“Gainsbourg forever”, un biopic tendre et passionné

Temps de lecture : 3 min

 

THÉÂTRE & CO

 

Avis de PrestaPlume ♥♥♥

Les volutes bleutées d’un Havane tourbillonnent au-dessus de la scène du théâtre de Trévise, à Paris. C’est un grand monument de la chanson française qui prend peu à peu possession du lieu ; il peut bien prendre son temps, puisque son personnage le précède dans nos souvenirs toujours aussi vivaces de l’homme à la gitane.

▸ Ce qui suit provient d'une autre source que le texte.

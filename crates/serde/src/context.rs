//! The registry and schema a codec works against.

use std::fmt;
use std::sync::Arc;

use helios_rm_support::SchemaView;

use crate::registry::{self, TypeRegistry};

/// A registry snapshot paired with the schema describing the same types.
#[derive(Clone)]
pub struct RmContext {
    registry: Arc<TypeRegistry>,
    schema: Arc<dyn SchemaView>,
}

impl RmContext {
    pub fn new(registry: impl Into<Arc<TypeRegistry>>, schema: Arc<dyn SchemaView>) -> Self {
        Self {
            registry: registry.into(),
            schema,
        }
    }

    /// Uses the current snapshot of the process-wide registry.
    pub fn from_global(schema: Arc<dyn SchemaView>) -> Self {
        Self::new(registry::global(), schema)
    }

    pub fn registry(&self) -> &TypeRegistry {
        &self.registry
    }

    pub fn schema(&self) -> &dyn SchemaView {
        self.schema.as_ref()
    }

    /// Reports registered types the schema does not know, registers abstract
    /// types, or disagrees with on the field set.
    pub fn validate(&self) -> Result<(), Vec<String>> {
        let mut errors = Vec::new();

        for name in self.registry.type_names() {
            if !self.schema.has_type(name) {
                errors.push(format!("{name} is registered but absent from the schema"));
                continue;
            }
            if self.schema.is_abstract(name) {
                errors.push(format!("{name} is abstract but registered"));
            }
            if let Some(registration) = self.registry.get(name) {
                if registration.fields() != self.schema.fields_of(name) {
                    errors.push(format!(
                        "{name} field set differs between registry and schema"
                    ));
                }
            }
        }

        if errors.is_empty() {
            Ok(())
        } else {
            Err(errors)
        }
    }
}

impl fmt::Debug for RmContext {
    fn fmt(&self, f: &mut fmt::Formatter<'_>) -> fmt::Result {
        f.debug_struct("RmContext")
            .field("registered_types", &self.registry.len())
            .finish_non_exhaustive()
    }
}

Dans le cadre du festival « Les Musical’In », Myriam Grélard présente « Gainsbourg Forever – Gueule d’amour », un spectacle dédié au populaire Gainsbarre, qu’elle a écrit et joué au Festival OFF d’Avignon en 2017 et 2018. Il fallait beaucoup de tendresse et d’admiration pour imaginer ce biopic théâtral passionné en hommage à ce cher et talentueux disparu depuis déjà 27 ans. Soutenue par une scénographie suggestive, la comédienne campe Liliane, la jumelle de Serge… qui s’appelait alors Lucien, apprend-on. Entre confidences familiales et remémoration d’une carrière aussi fulgurante que sulfureuse, Liliane la narratrice se glisse dans le corps et la voix d’autres femmes qui ont toutes aimé cette « Gueule d’amour », aussi timide et complexé que culotté et provocateur. Une combinaison détonante qui l’a rendu irrésistible avant de devenir inoubliable.

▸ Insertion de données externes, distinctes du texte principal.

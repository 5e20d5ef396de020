//! Codec and wire format configuration.
//!
//! [`CodecConfig`] controls what the configurable codec puts in the tree;
//! [`JsonConfig`], [`XmlConfig`] and [`YamlConfig`] control how a tree is
//! written. All of them deserialize from partial documents (missing keys take
//! their defaults) and [`CodecConfig`] can also be read from the environment.
//!
//! # Environment Variables
//!
//! | Variable | Default | Description |
//! |----------|---------|-------------|
//! | `RM_SERDE_ALWAYS_INCLUDE_TYPE` | false | Tag every object |
//! | `RM_SERDE_USE_TERSE_FORMAT` | false | Write terse strings where possible |
//! | `RM_SERDE_PARSE_TERSE_FORMAT` | true | Accept terse strings on decode |
//! | `RM_SERDE_INCLUDE_NULL_VALUES` | false | Write absent optional fields as null |
//! | `RM_SERDE_INCLUDE_EMPTY_COLLECTIONS` | false | Write empty lists |
//! | `RM_SERDE_STRICT` | true | Reject unknown fields on decode |
//!
//! # Example
//!
//! ```rust
//! use helios_rm_serde::{CodecConfig, YamlConfig};
//!
//! let codec = CodecConfig {
//!     use_terse_format: true,
//!     ..CodecConfig::compact()
//! };
//! assert!(codec.validate().is_ok());
//!
//! let yaml = YamlConfig::hybrid().with_max_inline_properties(2);
//! assert_eq!(yaml.max_inline_properties, 2);
//! ```

use clap::{ArgAction, Parser};
use serde::{Deserialize, Serialize};

use crate::node::DEFAULT_TAG_KEY;

pub const OPENEHR_NAMESPACE: &str = "http://schemas.openehr.org/v1";

/// Behaviour of the configurable codec.
#[derive(Debug, Clone, PartialEq, Eq, Parser, Serialize, Deserialize)]
#[command(name = "rm-serde")]
#[command(about = "openEHR reference model codec options")]
#[serde(default)]
pub struct CodecConfig {
    /// Tag every object, not only those whose type cannot be inferred.
    #[arg(long, env = "RM_SERDE_ALWAYS_INCLUDE_TYPE", default_value_t = false, action = ArgAction::Set)]
    pub always_include_type: bool,

    /// Write values with a terse grammar as single strings.
    #[arg(long, env = "RM_SERDE_USE_TERSE_FORMAT", default_value_t = false, action = ArgAction::Set)]
    pub use_terse_format: bool,

    /// Accept terse strings in object positions.
    #[arg(long, env = "RM_SERDE_PARSE_TERSE_FORMAT", default_value_t = true, action = ArgAction::Set)]
    pub parse_terse_format: bool,

    /// Write absent optional fields as explicit nulls.
    #[arg(long, env = "RM_SERDE_INCLUDE_NULL_VALUES", default_value_t = false, action = ArgAction::Set)]
    pub include_null_values: bool,

    /// Write empty lists instead of leaving them out.
    #[arg(long, env = "RM_SERDE_INCLUDE_EMPTY_COLLECTIONS", default_value_t = false, action = ArgAction::Set)]
    pub include_empty_collections: bool,

    /// Reject fields the resolved type does not declare.
    #[arg(long, env = "RM_SERDE_STRICT", default_value_t = true, action = ArgAction::Set)]
    pub strict: bool,
}

impl Default for CodecConfig {
    fn default() -> Self {
        Self {
            always_include_type: false,
            use_terse_format: false,
            parse_terse_format: true,
            include_null_values: false,
            include_empty_collections: false,
            strict: true,
        }
    }
}

impl CodecConfig {
    /// Reads `RM_SERDE_*` variables, ignoring command line arguments.
    pub fn from_env() -> Self {
        Self::try_parse_from(["rm-serde"]).unwrap_or_default()
    }

    /// Every object tagged, nothing terse.
    pub fn canonical() -> Self {
        Self {
            always_include_type: true,
            ..Self::default()
        }
    }

    /// Tags only where the type cannot be inferred.
    pub fn compact() -> Self {
        Self::default()
    }

    /// Compact, with terse strings and empty lists written out.
    pub fn hybrid() -> Self {
        Self {
            use_terse_format: true,
            include_empty_collections: true,
            ..Self::default()
        }
    }

    /// Tagged throughout but with terse strings, for storage that is read
    /// back by this library only.
    pub fn internal() -> Self {
        Self {
            always_include_type: true,
            use_terse_format: true,
            ..Self::default()
        }
    }

    pub fn validate(&self) -> Result<(), Vec<String>> {
        let mut errors = Vec::new();

        if self.use_terse_format && !self.parse_terse_format {
            errors.push(
                "use_terse_format requires parse_terse_format, or written values cannot be read back"
                    .to_string(),
            );
        }

        if errors.is_empty() {
            Ok(())
        } else {
            Err(errors)
        }
    }
}

fn validate_tag_key(key: &str, errors: &mut Vec<String>) {
    if key.is_empty() {
        errors.push("Type property name cannot be empty".to_string());
    }
}

fn validate_indent(indent: usize, errors: &mut Vec<String>) {
    if indent == 0 || indent > 16 {
        errors.push(format!("Indent must be between 1 and 16, got {indent}"));
    }
}

#[derive(Debug, Clone, PartialEq, Eq, Serialize, Deserialize)]
#[serde(default)]
pub struct JsonConfig {
    /// Key holding the type tag.
    pub type_property_name: String,
    pub pretty_print: bool,
    pub indent: usize,
}

impl Default for JsonConfig {
    fn default() -> Self {
        Self {
            type_property_name: DEFAULT_TAG_KEY.to_string(),
            pretty_print: false,
            indent: 2,
        }
    }
}

impl JsonConfig {
    pub fn pretty() -> Self {
        Self {
            pretty_print: true,
            ..Self::default()
        }
    }

    pub fn validate(&self) -> Result<(), Vec<String>> {
        let mut errors = Vec::new();
        validate_tag_key(&self.type_property_name, &mut errors);
        if self.pretty_print {
            validate_indent(self.indent, &mut errors);
        }
        if errors.is_empty() { Ok(()) } else { Err(errors) }
    }
}

#[derive(Debug, Clone, PartialEq, Eq, Serialize, Deserialize)]
#[serde(default)]
pub struct XmlConfig {
    pub include_declaration: bool,
    pub version: String,
    pub encoding: String,
    /// Write the openEHR default namespace and the `xsi` namespace on the
    /// root element.
    pub use_namespaces: bool,
    pub namespace: String,
    pub pretty_print: bool,
    pub indent: usize,
    /// Root element name; the lower-cased root tag when unset.
    pub root_element: Option<String>,
}

impl Default for XmlConfig {
    fn default() -> Self {
        Self {
            include_declaration: true,
            version: "1.0".to_string(),
            encoding: "UTF-8".to_string(),
            use_namespaces: true,
            namespace: OPENEHR_NAMESPACE.to_string(),
            pretty_print: true,
            indent: 2,
            root_element: None,
        }
    }
}

impl XmlConfig {
    /// No declaration, no indentation.
    pub fn compact() -> Self {
        Self {
            include_declaration: false,
            pretty_print: false,
            ..Self::default()
        }
    }

    pub fn validate(&self) -> Result<(), Vec<String>> {
        let mut errors = Vec::new();
        if self.include_declaration && self.version.is_empty() {
            errors.push("XML version cannot be empty".to_string());
        }
        if self.use_namespaces && self.namespace.is_empty() {
            errors.push("Namespace cannot be empty when namespaces are enabled".to_string());
        }
        if let Some(root) = &self.root_element {
            if root.is_empty() || root.contains(|c: char| c.is_whitespace() || c == '<' || c == '>') {
                errors.push(format!("'{root}' is not a valid root element name"));
            }
        }
        if self.pretty_print {
            validate_indent(self.indent, &mut errors);
        }
        if errors.is_empty() { Ok(()) } else { Err(errors) }
    }
}

/// YAML presentation.
#[derive(Debug, Clone, Copy, PartialEq, Eq, Default, Serialize, Deserialize)]
#[serde(rename_all = "lowercase")]
pub enum YamlStyle {
    /// Nested block mappings and sequences throughout.
    #[default]
    Block,
    /// Everything inline.
    Flow,
    /// Small objects inline, the rest as blocks.
    Hybrid,
}

#[derive(Debug, Clone, PartialEq, Eq, Serialize, Deserialize)]
#[serde(default)]
pub struct YamlConfig {
    pub style: YamlStyle,
    pub indent: usize,
    /// Largest entry count, tag included, an object may have and still be
    /// written inline in [`YamlStyle::Hybrid`].
    pub max_inline_properties: usize,
    pub type_property_name: String,
}

impl Default for YamlConfig {
    fn default() -> Self {
        Self {
            style: YamlStyle::Block,
            indent: 2,
            max_inline_properties: 3,
            type_property_name: DEFAULT_TAG_KEY.to_string(),
        }
    }
}

impl YamlConfig {
    pub fn block() -> Self {
        Self::default()
    }

    pub fn verbose() -> Self {
        Self::block()
    }

    pub fn flow() -> Self {
        Self {
            style: YamlStyle::Flow,
            ..Self::default()
        }
    }

    pub fn hybrid() -> Self {
        Self {
            style: YamlStyle::Hybrid,
            ..Self::default()
        }
    }

    pub fn with_max_inline_properties(mut self, max: usize) -> Self {
        self.max_inline_properties = max;
        self
    }

    pub fn validate(&self) -> Result<(), Vec<String>> {
        let mut errors = Vec::new();
        validate_tag_key(&self.type_property_name, &mut errors);
        validate_indent(self.indent, &mut errors);
        if errors.is_empty() { Ok(()) } else { Err(errors) }
    }
}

Au soir de sa vie, Liliane se fait la chef d’orchestre de la mémoire de la famille Ginsburg, depuis ses origines d’artistes immigrés russes à la disparition de son frère adoré. Leur enfance s’est imprégnée de musique et de peinture. Leur père est pianiste dans les cabarets et leur mère, mezzo-soprane. Entre sévérité et tendresse, Lucien – qui se fera appeler Serge – navigue entre la crainte et l’affection. Se trouvant laid, il cherchera à se délester de ce complexe dans les mots des livres et surtout les traits de la peinture, car il se rêve d’être un grand peintre. Cancre à l’école, puis insoumis à l’armée, il jouera du piano pour gagner sa vie, et composera sans oser présenter ces textes. En 1957, sous l’impulsion de Michèle Arnaud, chanteuse admirée au cabaret Milord l’Arsouille, il passe du grade de pianiste d’ambiance à auteur-compositeur-interprète avec Le Poinçonneur des Lilas. Sa carrière est lancée ! Dans ce cabaret, il va rencontrer Vian, Brel… et beaucoup de femmes attachantes.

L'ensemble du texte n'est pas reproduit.